Problem
Could you copy every line in the listing below that has the word "TransactionCommands"?

****

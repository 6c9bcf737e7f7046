//! Transaction CLI commands

use clap::Subcommand;

use crate::currency::format_money;
use crate::display::{format_limit_alert, format_stats, format_transaction_details, format_transaction_list};
use crate::error::{BudgetError, BudgetResult};
use crate::models::{StatsPeriod, TransactionKind};
use crate::services::{
    NewTransaction, StatsService, TransactionFilter, TransactionService, TransactionUpdate,
};
use crate::validation::{parse_amount, parse_date};

use super::context::{resolve_member, CliContext};

#[derive(Subcommand)]
pub enum TransactionCommands {
    /// Record income or an expense
    Add {
        /// "income" or "expense"
        kind: String,
        /// Amount, e.g. 45.20 or 45,20
        amount: String,
        /// Category name
        category: String,
        #[arg(short, long, default_value = "")]
        description: String,
        /// Booking date (YYYY-MM-DD, "today", "yesterday")
        #[arg(long, default_value = "today")]
        date: String,
        /// Member the money belongs to (defaults to you)
        #[arg(short, long)]
        member: Option<String>,
    },

    /// List transactions, newest first
    List {
        #[arg(short, long)]
        member: Option<String>,
        #[arg(short, long)]
        category: Option<String>,
        /// "income" or "expense"
        #[arg(short, long)]
        kind: Option<String>,
        #[arg(long)]
        date: Option<String>,
        /// Text in the description or category
        #[arg(short, long)]
        search: Option<String>,
        #[arg(short = 'n', long, default_value = "20")]
        limit: usize,
    },

    /// Show one transaction
    Show { id: String },

    /// Edit a transaction
    Edit {
        id: String,
        #[arg(long)]
        kind: Option<String>,
        #[arg(short, long)]
        amount: Option<String>,
        #[arg(short, long)]
        category: Option<String>,
        #[arg(short, long)]
        description: Option<String>,
        #[arg(long)]
        date: Option<String>,
        #[arg(short, long)]
        member: Option<String>,
    },

    /// Delete a transaction
    Delete {
        id: String,
        #[arg(short, long)]
        force: bool,
    },

    /// Income, expenses and balance for a period
    Stats {
        /// today, week, month, quarter, year, 7d, 30d or all
        #[arg(short, long, default_value = "month")]
        period: String,
    },
}

pub fn handle_transaction_command(ctx: &CliContext, cmd: TransactionCommands) -> BudgetResult<()> {
    let user = ctx.user()?;
    let budget = ctx.active_budget(&user)?;
    let service = TransactionService::new(ctx.storage());
    let today = ctx.today();

    match cmd {
        TransactionCommands::Add {
            kind,
            amount,
            category,
            description,
            date,
            member,
        } => {
            let member = match member {
                Some(input) => resolve_member(&budget, &input)?,
                None => user.id,
            };
            let recorded = service.add_transaction(
                budget.id,
                &user,
                NewTransaction {
                    member,
                    kind: parse_kind(&kind)?,
                    amount: parse_amount(&amount)?,
                    category,
                    description,
                    date: parse_date(&date, today)?,
                },
            )?;

            let txn = &recorded.transaction;
            println!(
                "Recorded {} {} in {} for {} ({})",
                txn.kind,
                format_money(txn.amount, budget.currency),
                txn.category,
                txn.user_name,
                txn.id
            );
            if ctx.settings().notifications {
                for alert in &recorded.alerts {
                    println!("{}", format_limit_alert(alert, budget.currency));
                }
            }
        }

        TransactionCommands::List {
            member,
            category,
            kind,
            date,
            search,
            limit,
        } => {
            let mut filter = TransactionFilter::new().limit(limit);
            if let Some(member) = member {
                filter = filter.user(resolve_member(&budget, &member)?);
            }
            if let Some(category) = category {
                filter = filter.category(category);
            }
            if let Some(kind) = kind {
                filter = filter.kind(parse_kind(&kind)?);
            }
            if let Some(date) = date {
                filter = filter.date(parse_date(&date, today)?);
            }
            if let Some(search) = search {
                filter = filter.search(search);
            }

            let transactions = service.list(budget.id, &filter)?;
            println!("{}", format_transaction_list(&transactions, budget.currency));
        }

        TransactionCommands::Show { id } => {
            let txn = service.find(budget.id, &id)?;
            print!("{}", format_transaction_details(&txn, budget.currency));
        }

        TransactionCommands::Edit {
            id,
            kind,
            amount,
            category,
            description,
            date,
            member,
        } => {
            let txn = service.find(budget.id, &id)?;
            let update = TransactionUpdate {
                member: member.map(|m| resolve_member(&budget, &m)).transpose()?,
                kind: kind.map(|k| parse_kind(&k)).transpose()?,
                amount: amount.map(|a| parse_amount(&a)).transpose()?,
                category,
                description,
                date: date.map(|d| parse_date(&d, today)).transpose()?,
            };
            if update.is_empty() {
                return Err(BudgetError::Validation("Nothing to change".into()));
            }
            let updated = service.update_transaction(txn.id, &user, update)?;
            println!("Updated transaction {}", updated.id);
            print!("{}", format_transaction_details(&updated, budget.currency));
        }

        TransactionCommands::Delete { id, force } => {
            let txn = service.find(budget.id, &id)?;
            if !force {
                print!("{}", format_transaction_details(&txn, budget.currency));
                println!("Run again with --force to delete this transaction.");
                return Ok(());
            }
            service.delete_transaction(txn.id, &user)?;
            println!("Deleted transaction {}", txn.id);
        }

        TransactionCommands::Stats { period } => {
            let period: StatsPeriod = period.parse().map_err(BudgetError::Validation)?;
            let stats = StatsService::new(ctx.storage());
            let totals = stats.budget_stats(budget.id, period, today)?;
            let members = stats.by_member(budget.id, period, today)?;
            let categories = stats.by_category(budget.id, TransactionKind::Expense, period, today)?;
            print!("{}", format_stats(&totals, &members, &categories, budget.currency));
            println!();
        }
    }

    Ok(())
}

pub(crate) fn parse_kind(input: &str) -> BudgetResult<TransactionKind> {
    input.parse().map_err(BudgetError::Validation)
}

****

Answer to the problem
pub enum TransactionCommands {
pub fn handle_transaction_command(ctx: &CliContext, cmd: TransactionCommands) -> BudgetResult<()> {
        TransactionCommands::Add {
        TransactionCommands::List {
        TransactionCommands::Show { id } => {
        TransactionCommands::Edit {
        TransactionCommands::Delete { id, force } => {
        TransactionCommands::Stats { period } => {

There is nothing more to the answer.